The data:
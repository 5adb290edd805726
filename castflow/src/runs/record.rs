//! Run records and their per-step log entries.

use serde::{Deserialize, Serialize};
use serde_json::Value;
use std::collections::BTreeMap;

use crate::core::{JsonMap, RunStatus, StepStatus};
use crate::utils::Timestamp;

/// One attempt of a retried step.
#[derive(Debug, Clone, PartialEq, Eq, Serialize, Deserialize)]
pub struct StepAttempt {
    /// The step name.
    pub step_name: String,
    /// 1-based attempt number.
    pub attempt: usize,
    /// The attempt outcome.
    pub status: StepStatus,
    /// When the attempt finished.
    pub timestamp: Timestamp,
    /// Why the attempt failed, if it did.
    #[serde(default, skip_serializing_if = "Option::is_none")]
    pub error: Option<String>,
    /// Delay slept after this attempt before the next one.
    #[serde(default, skip_serializing_if = "Option::is_none")]
    pub backoff_ms: Option<u64>,
}

/// Final outcome of a step, keyed by step name in `pipeline_data`.
#[derive(Debug, Clone, PartialEq, Eq, Serialize, Deserialize)]
pub struct StepOutcome {
    /// `Completed` or `Failed`.
    pub status: StepStatus,
    /// When the step finished.
    pub timestamp: Timestamp,
    /// The last error for failed steps.
    #[serde(default, skip_serializing_if = "Option::is_none")]
    pub error: Option<String>,
}

/// The tracked state of one logical pipeline execution.
#[derive(Debug, Clone, PartialEq, Serialize, Deserialize)]
pub struct RunRecord {
    /// Unique run identifier.
    pub run_id: String,
    /// Name of the pipeline that executed the run.
    #[serde(default)]
    pub pipeline: String,
    /// Lifecycle status.
    pub status: RunStatus,
    /// Submission time.
    pub started_at: Timestamp,
    /// Set once the run reaches a terminal status.
    #[serde(default, skip_serializing_if = "Option::is_none")]
    pub completed_at: Option<Timestamp>,
    /// The submitted run parameters.
    pub input: JsonMap,
    /// One entry per step attempt, in order.
    #[serde(default)]
    pub per_stage_log: Vec<StepAttempt>,
    /// Final outcome per step.
    #[serde(default)]
    pub pipeline_data: BTreeMap<String, StepOutcome>,
    /// Stages visited by the executor, in order.
    #[serde(default)]
    pub stage_path: Vec<String>,
    /// Pipeline result for completed runs.
    #[serde(default, skip_serializing_if = "Option::is_none")]
    pub result: Option<JsonMap>,
    /// Error message for failed or cancelled runs.
    #[serde(default, skip_serializing_if = "Option::is_none")]
    pub error: Option<String>,
}

impl RunRecord {
    /// Creates a new running record.
    #[must_use]
    pub fn new(
        run_id: impl Into<String>,
        pipeline: impl Into<String>,
        input: JsonMap,
        started_at: Timestamp,
    ) -> Self {
        Self {
            run_id: run_id.into(),
            pipeline: pipeline.into(),
            status: RunStatus::Running,
            started_at,
            completed_at: None,
            input,
            per_stage_log: Vec::new(),
            pipeline_data: BTreeMap::new(),
            stage_path: Vec::new(),
            result: None,
            error: None,
        }
    }

    /// Returns the attempts logged for one step.
    #[must_use]
    pub fn attempts_for(&self, step_name: &str) -> Vec<&StepAttempt> {
        self.per_stage_log
            .iter()
            .filter(|a| a.step_name == step_name)
            .collect()
    }

    /// Returns true once the record can no longer change.
    #[must_use]
    pub fn is_terminal(&self) -> bool {
        self.status.is_terminal()
    }

    /// Returns a string input field, e.g. `sport`.
    #[must_use]
    pub fn input_str(&self, key: &str) -> Option<&str> {
        self.input.get(key).and_then(Value::as_str)
    }
}

/// Criteria for listing runs.
#[derive(Debug, Clone, Default, PartialEq, Serialize, Deserialize)]
pub struct RunFilter {
    /// Only runs in this status.
    #[serde(default, skip_serializing_if = "Option::is_none")]
    pub status: Option<RunStatus>,
    /// Only runs whose input has these exact field values.
    #[serde(default, skip_serializing_if = "BTreeMap::is_empty")]
    pub input_equals: BTreeMap<String, Value>,
}

impl RunFilter {
    /// Creates an empty filter matching every run.
    #[must_use]
    pub fn new() -> Self {
        Self::default()
    }

    /// Filters on the `sport` input field.
    #[must_use]
    pub fn sport(sport: impl Into<String>) -> Self {
        Self::new().with_input("sport", Value::String(sport.into()))
    }

    /// Requires an input field to equal `value`.
    #[must_use]
    pub fn with_input(mut self, key: impl Into<String>, value: Value) -> Self {
        self.input_equals.insert(key.into(), value);
        self
    }

    /// Requires a status.
    #[must_use]
    pub fn with_status(mut self, status: RunStatus) -> Self {
        self.status = Some(status);
        self
    }

    /// Returns true if the record satisfies every criterion.
    #[must_use]
    pub fn matches(&self, record: &RunRecord) -> bool {
        if let Some(status) = self.status {
            if record.status != status {
                return false;
            }
        }
        self.input_equals
            .iter()
            .all(|(key, expected)| record.input.get(key) == Some(expected))
    }
}

#[cfg(test)]
mod tests {
    use super::*;
    use chrono::Utc;
    use serde_json::json;

    fn input(sport: &str) -> JsonMap {
        json!({"sport": sport, "trigger": "manual"})
            .as_object()
            .cloned()
            .unwrap()
    }

    #[test]
    fn test_new_record_is_running() {
        let record = RunRecord::new("r1", "content", input("f1"), Utc::now());
        assert_eq!(record.status, RunStatus::Running);
        assert!(!record.is_terminal());
        assert_eq!(record.input_str("sport"), Some("f1"));
    }

    #[test]
    fn test_filter_matches() {
        let mut record = RunRecord::new("r1", "content", input("f1"), Utc::now());
        assert!(RunFilter::new().matches(&record));
        assert!(RunFilter::sport("f1").matches(&record));
        assert!(!RunFilter::sport("motogp").matches(&record));

        record.status = RunStatus::Failed;
        assert!(RunFilter::sport("f1").with_status(RunStatus::Failed).matches(&record));
        assert!(!RunFilter::new().with_status(RunStatus::Completed).matches(&record));
    }

    #[test]
    fn test_record_json_shape() {
        let mut record = RunRecord::new("r1", "content", input("f1"), Utc::now());
        record.pipeline_data.insert(
            "research".to_string(),
            StepOutcome {
                status: StepStatus::Completed,
                timestamp: Utc::now(),
                error: None,
            },
        );

        let json = serde_json::to_value(&record).unwrap();
        assert_eq!(json["status"], json!("running"));
        assert_eq!(json["pipeline_data"]["research"]["status"], json!("completed"));
        assert!(json.get("completed_at").is_none());
        assert!(json["started_at"].as_str().unwrap().contains('T'));

        let back: RunRecord = serde_json::from_value(json).unwrap();
        assert_eq!(back, record);
    }
}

Work order: Extract, please, the lines from the start of the entries above through the one with "The step name.", both included, reproducing each exactly and adding nothing.

Result of the task:
repository 5adb290edd805726
filename castflow/src/runs/record.rs
//! Run records and their per-step log entries.

use serde::{Deserialize, Serialize};
use serde_json::Value;
use std::collections::BTreeMap;

use crate::core::{JsonMap, RunStatus, StepStatus};
use crate::utils::Timestamp;

/// One attempt of a retried step.
#[derive(Debug, Clone, PartialEq, Eq, Serialize, Deserialize)]
pub struct StepAttempt {
    /// The step name.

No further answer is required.